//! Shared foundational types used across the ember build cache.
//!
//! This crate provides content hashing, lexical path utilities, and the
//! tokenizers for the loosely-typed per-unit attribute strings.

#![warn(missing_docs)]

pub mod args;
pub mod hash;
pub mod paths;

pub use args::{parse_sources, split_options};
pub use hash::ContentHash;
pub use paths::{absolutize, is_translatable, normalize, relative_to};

==

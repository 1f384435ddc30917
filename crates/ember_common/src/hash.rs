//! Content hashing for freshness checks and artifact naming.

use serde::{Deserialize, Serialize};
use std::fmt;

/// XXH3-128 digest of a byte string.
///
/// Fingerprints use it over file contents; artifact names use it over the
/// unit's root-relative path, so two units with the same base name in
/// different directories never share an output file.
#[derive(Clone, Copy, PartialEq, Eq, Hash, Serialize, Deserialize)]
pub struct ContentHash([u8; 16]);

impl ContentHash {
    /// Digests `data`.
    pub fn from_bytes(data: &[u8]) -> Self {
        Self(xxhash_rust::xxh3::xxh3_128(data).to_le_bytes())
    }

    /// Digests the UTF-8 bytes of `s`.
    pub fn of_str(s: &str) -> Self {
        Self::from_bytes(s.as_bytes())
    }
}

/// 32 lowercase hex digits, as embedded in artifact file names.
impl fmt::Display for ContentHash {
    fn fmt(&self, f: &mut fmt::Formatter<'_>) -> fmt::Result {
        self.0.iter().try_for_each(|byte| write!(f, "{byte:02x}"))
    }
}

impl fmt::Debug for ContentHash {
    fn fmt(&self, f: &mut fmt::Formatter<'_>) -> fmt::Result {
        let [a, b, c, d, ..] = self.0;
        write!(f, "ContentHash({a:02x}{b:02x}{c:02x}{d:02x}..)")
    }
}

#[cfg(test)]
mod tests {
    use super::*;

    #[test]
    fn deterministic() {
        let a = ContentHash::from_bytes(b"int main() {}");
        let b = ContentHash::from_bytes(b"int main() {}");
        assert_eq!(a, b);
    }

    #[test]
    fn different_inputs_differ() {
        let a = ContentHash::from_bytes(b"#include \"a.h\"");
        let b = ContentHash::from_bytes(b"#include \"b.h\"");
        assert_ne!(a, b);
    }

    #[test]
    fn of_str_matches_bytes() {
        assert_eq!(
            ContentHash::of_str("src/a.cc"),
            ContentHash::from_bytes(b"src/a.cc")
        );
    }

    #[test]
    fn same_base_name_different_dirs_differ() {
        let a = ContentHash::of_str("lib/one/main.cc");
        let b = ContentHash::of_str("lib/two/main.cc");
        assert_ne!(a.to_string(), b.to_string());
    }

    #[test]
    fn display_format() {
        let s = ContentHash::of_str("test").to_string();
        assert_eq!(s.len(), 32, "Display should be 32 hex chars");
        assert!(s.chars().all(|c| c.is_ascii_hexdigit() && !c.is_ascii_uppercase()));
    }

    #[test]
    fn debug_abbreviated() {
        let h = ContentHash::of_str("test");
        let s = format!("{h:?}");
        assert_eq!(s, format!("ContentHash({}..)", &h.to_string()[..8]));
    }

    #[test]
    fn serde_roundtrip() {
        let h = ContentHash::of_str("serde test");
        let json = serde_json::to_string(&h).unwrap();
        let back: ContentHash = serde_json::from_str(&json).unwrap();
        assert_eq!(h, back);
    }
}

- **Assignment**
For each line above that includes "write", copy the line.

- **Exercise response**
        self.0.iter().try_for_each(|byte| write!(f, "{byte:02x}"))
        write!(f, "ContentHash({a:02x}{b:02x}{c:02x}{d:02x}..)")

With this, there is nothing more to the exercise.